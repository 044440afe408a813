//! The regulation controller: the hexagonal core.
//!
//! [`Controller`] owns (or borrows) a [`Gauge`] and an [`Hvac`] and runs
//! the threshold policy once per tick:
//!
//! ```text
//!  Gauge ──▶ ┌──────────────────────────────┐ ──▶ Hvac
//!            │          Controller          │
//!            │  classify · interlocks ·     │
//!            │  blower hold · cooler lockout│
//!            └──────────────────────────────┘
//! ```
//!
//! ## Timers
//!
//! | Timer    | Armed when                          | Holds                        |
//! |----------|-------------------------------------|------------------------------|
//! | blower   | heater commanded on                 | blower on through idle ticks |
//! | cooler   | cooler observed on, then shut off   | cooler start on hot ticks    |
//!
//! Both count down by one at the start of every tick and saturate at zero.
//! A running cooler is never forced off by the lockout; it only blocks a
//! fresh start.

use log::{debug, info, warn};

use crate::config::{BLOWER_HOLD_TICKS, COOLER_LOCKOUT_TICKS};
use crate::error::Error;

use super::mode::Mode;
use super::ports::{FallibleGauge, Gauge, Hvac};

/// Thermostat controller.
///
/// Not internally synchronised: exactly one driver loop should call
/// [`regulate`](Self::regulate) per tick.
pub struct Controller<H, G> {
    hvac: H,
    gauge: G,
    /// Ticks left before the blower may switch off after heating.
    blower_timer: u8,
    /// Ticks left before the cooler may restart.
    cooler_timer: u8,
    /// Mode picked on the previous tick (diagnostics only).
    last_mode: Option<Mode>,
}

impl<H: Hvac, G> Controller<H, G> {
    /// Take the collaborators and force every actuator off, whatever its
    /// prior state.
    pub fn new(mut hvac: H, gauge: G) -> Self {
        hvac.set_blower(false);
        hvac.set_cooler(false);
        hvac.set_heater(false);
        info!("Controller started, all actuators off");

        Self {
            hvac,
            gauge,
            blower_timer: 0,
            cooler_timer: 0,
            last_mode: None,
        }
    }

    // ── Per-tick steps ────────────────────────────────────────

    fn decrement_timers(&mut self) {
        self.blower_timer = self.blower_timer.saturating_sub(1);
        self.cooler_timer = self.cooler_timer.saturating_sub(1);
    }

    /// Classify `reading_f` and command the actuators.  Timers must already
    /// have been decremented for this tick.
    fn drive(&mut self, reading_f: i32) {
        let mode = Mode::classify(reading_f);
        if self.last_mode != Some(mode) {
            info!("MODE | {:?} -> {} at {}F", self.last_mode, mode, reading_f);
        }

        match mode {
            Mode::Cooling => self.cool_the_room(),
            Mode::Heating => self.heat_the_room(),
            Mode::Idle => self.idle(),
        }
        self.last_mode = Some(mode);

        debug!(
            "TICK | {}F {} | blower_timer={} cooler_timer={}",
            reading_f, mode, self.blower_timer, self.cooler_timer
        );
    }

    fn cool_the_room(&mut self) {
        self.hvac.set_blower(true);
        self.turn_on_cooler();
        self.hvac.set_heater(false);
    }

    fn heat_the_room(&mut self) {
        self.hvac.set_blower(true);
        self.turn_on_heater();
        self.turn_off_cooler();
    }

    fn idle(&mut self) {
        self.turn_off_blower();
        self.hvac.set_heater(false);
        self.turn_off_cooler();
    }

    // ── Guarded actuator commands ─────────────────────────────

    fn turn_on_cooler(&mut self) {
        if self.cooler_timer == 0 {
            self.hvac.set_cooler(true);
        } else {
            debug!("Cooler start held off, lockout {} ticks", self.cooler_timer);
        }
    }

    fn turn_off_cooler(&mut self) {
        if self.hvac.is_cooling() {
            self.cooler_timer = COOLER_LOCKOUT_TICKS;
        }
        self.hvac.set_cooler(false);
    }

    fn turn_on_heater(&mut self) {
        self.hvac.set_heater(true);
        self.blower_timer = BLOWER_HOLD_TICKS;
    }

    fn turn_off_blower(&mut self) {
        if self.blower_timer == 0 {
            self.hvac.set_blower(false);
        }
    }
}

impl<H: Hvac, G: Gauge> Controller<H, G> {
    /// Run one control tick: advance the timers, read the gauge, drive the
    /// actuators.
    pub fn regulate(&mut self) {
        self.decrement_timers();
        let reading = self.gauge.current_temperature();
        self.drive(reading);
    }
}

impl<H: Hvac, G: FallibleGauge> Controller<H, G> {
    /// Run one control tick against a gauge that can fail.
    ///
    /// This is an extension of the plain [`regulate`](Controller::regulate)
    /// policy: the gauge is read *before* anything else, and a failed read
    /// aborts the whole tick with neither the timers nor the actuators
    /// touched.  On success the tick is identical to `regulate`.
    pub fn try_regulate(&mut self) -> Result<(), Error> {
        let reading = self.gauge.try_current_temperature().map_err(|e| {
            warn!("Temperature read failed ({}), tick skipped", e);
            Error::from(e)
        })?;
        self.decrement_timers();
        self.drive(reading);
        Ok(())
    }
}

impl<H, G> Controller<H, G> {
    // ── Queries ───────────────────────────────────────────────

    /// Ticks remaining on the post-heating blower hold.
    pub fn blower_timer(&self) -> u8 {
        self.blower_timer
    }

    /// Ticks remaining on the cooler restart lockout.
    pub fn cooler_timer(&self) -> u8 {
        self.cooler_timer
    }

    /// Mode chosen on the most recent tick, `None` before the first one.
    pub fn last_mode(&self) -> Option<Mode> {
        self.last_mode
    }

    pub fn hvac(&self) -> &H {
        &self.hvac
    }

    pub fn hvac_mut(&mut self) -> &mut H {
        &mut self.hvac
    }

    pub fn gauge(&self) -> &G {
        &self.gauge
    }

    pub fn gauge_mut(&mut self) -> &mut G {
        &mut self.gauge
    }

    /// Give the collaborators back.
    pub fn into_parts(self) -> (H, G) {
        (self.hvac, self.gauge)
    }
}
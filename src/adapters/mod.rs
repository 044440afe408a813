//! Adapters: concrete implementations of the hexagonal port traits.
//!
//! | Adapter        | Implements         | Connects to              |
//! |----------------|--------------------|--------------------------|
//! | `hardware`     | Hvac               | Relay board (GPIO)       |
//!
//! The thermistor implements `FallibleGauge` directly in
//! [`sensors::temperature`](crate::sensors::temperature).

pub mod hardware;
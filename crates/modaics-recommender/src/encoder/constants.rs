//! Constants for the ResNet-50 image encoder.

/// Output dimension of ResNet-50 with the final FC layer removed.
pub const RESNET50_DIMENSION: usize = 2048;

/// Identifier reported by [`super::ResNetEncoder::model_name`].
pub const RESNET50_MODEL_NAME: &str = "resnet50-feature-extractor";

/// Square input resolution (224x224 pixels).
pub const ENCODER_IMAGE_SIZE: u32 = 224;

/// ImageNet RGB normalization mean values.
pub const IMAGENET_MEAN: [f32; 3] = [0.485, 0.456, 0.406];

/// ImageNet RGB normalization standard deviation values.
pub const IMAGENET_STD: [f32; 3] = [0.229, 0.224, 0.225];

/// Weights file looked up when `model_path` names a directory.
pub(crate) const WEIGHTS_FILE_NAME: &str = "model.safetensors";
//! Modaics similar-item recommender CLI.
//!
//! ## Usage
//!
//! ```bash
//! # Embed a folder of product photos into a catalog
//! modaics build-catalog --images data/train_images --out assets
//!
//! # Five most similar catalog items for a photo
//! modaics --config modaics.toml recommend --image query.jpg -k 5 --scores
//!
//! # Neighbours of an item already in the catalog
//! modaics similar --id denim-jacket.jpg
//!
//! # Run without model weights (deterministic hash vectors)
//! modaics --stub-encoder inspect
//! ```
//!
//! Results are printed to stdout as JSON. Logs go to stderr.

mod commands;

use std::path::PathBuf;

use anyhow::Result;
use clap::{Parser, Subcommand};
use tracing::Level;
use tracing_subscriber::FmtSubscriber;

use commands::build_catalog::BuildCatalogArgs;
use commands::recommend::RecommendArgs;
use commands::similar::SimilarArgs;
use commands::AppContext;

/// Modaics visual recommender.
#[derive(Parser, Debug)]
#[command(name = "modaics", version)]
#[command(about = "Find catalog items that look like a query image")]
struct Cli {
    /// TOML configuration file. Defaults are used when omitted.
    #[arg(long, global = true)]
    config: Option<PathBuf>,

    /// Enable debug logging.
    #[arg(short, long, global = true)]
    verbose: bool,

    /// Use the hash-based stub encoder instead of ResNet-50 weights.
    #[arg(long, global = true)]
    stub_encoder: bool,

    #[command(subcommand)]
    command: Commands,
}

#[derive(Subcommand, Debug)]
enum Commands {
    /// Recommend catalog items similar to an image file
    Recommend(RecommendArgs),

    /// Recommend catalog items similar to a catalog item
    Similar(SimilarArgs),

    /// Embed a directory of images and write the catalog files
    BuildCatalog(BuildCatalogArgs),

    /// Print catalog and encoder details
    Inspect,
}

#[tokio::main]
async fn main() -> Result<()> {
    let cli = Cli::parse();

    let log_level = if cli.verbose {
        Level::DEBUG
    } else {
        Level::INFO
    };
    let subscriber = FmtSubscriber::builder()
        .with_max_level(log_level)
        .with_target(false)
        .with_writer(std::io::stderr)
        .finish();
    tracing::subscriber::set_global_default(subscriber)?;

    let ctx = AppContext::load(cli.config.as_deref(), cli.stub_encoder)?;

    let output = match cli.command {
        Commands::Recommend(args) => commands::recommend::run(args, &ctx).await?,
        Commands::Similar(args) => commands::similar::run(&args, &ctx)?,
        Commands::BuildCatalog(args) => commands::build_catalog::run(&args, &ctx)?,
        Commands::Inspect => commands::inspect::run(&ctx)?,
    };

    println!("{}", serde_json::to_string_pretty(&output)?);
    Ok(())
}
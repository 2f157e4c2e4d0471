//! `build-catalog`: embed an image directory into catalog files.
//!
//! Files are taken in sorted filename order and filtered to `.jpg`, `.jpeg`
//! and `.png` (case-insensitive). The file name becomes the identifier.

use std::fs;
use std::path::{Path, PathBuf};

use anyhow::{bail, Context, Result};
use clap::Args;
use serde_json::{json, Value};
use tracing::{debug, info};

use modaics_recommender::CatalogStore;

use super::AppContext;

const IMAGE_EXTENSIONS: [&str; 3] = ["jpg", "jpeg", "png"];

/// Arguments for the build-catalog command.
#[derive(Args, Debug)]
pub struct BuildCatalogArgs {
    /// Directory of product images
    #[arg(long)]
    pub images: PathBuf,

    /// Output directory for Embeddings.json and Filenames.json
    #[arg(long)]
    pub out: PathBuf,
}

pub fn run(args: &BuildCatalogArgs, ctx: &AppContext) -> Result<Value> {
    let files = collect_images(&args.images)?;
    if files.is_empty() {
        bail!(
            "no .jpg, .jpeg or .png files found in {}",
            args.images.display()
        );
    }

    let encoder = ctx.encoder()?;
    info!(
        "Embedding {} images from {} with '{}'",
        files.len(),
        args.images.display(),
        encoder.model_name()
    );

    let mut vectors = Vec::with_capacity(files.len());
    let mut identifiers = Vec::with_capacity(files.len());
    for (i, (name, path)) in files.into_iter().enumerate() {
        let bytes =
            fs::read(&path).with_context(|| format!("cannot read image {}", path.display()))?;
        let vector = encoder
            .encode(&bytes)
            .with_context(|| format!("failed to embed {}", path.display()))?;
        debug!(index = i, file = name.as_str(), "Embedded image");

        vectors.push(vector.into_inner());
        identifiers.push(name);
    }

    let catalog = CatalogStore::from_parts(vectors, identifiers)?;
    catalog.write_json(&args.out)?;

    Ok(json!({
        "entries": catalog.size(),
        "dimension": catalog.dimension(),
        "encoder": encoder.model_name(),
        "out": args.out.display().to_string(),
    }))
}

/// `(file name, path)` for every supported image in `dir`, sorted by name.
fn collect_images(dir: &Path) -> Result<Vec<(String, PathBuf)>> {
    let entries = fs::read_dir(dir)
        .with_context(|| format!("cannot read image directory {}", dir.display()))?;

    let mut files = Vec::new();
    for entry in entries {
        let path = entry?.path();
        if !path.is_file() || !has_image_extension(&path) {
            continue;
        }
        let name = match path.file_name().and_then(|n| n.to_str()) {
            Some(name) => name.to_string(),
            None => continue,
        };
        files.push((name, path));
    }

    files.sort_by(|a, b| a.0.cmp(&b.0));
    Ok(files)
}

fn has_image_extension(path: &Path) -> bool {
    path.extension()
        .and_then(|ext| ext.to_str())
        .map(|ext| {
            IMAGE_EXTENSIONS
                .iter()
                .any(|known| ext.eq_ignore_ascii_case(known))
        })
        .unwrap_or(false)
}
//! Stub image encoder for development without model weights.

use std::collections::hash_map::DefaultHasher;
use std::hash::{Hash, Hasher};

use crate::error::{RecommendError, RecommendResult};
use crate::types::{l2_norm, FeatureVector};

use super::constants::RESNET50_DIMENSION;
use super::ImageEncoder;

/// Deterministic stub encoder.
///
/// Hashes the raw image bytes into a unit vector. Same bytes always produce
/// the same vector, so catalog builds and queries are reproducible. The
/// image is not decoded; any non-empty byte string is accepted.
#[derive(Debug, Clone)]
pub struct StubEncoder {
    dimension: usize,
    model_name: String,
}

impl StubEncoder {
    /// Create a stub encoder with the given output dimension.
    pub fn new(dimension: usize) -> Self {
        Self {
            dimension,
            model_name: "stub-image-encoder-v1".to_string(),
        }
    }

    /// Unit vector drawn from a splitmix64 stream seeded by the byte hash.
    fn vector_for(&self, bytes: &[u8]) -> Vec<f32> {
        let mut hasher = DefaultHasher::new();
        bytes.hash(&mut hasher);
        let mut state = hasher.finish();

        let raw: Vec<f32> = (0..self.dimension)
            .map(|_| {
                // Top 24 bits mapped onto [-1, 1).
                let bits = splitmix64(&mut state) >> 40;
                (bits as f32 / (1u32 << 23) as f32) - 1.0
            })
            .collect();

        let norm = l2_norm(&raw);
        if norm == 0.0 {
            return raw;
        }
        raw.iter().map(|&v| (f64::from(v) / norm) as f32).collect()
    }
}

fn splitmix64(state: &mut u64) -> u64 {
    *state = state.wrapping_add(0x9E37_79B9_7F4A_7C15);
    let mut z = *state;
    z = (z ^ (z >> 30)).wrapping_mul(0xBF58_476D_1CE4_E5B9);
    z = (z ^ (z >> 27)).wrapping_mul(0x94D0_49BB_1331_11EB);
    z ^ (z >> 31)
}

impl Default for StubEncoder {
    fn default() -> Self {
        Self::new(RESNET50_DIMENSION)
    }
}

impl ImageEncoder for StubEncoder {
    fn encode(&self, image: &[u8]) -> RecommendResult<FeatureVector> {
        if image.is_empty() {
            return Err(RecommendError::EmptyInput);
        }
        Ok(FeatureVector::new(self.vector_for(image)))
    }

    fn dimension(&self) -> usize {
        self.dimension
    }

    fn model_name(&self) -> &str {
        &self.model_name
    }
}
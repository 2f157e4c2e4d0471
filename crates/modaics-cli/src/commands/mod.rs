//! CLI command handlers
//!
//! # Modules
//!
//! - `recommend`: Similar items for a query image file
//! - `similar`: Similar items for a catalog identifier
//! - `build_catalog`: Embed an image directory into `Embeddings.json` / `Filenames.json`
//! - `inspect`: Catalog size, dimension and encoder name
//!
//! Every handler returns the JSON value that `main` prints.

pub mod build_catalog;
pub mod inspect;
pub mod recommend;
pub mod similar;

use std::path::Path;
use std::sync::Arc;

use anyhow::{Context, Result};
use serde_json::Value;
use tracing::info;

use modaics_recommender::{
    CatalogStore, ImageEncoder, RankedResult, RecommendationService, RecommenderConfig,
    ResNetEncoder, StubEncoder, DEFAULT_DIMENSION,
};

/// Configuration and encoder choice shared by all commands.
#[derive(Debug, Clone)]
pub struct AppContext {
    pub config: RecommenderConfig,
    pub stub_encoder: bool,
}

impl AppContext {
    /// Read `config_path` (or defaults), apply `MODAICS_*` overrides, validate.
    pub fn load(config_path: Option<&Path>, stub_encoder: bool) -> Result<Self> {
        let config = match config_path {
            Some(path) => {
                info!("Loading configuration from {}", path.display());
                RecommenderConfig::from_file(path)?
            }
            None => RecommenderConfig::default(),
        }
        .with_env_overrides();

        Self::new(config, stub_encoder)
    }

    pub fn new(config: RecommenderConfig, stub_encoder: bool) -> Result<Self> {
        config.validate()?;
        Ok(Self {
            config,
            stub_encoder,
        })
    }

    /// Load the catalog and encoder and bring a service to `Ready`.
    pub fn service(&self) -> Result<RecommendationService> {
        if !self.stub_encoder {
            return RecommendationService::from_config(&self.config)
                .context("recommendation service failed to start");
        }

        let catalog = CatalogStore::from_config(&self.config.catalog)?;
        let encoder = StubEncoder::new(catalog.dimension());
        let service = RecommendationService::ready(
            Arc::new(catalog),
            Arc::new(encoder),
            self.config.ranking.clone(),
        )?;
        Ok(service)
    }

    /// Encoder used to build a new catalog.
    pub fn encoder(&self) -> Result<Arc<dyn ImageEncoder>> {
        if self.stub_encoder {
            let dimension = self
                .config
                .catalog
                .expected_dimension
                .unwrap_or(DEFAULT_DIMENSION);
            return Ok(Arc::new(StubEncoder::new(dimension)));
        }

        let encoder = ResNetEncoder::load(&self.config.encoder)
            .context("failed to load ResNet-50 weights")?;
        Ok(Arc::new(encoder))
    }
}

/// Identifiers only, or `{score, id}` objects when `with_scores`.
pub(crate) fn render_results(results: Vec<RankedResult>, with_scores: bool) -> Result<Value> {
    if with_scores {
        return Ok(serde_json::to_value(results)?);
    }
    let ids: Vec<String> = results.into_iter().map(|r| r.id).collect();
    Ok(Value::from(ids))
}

##############################

Problem requirements — With the first line being the one containing "pub mod hardware;" and the last line the one containing "pub const IMAGENET_MEAN: [f32;", transcribe exactly the lines above that fall in that range.

Result of the exercise —
pub mod hardware;
filename crates/modaics-recommender/src/encoder/constants.rs
//! Constants for the ResNet-50 image encoder.

/// Output dimension of ResNet-50 with the final FC layer removed.
pub const RESNET50_DIMENSION: usize = 2048;

/// Identifier reported by [`super::ResNetEncoder::model_name`].
pub const RESNET50_MODEL_NAME: &str = "resnet50-feature-extractor";

/// Square input resolution (224x224 pixels).
pub const ENCODER_IMAGE_SIZE: u32 = 224;

/// ImageNet RGB normalization mean values.
pub const IMAGENET_MEAN: [f32; 3] = [0.485, 0.456, 0.406];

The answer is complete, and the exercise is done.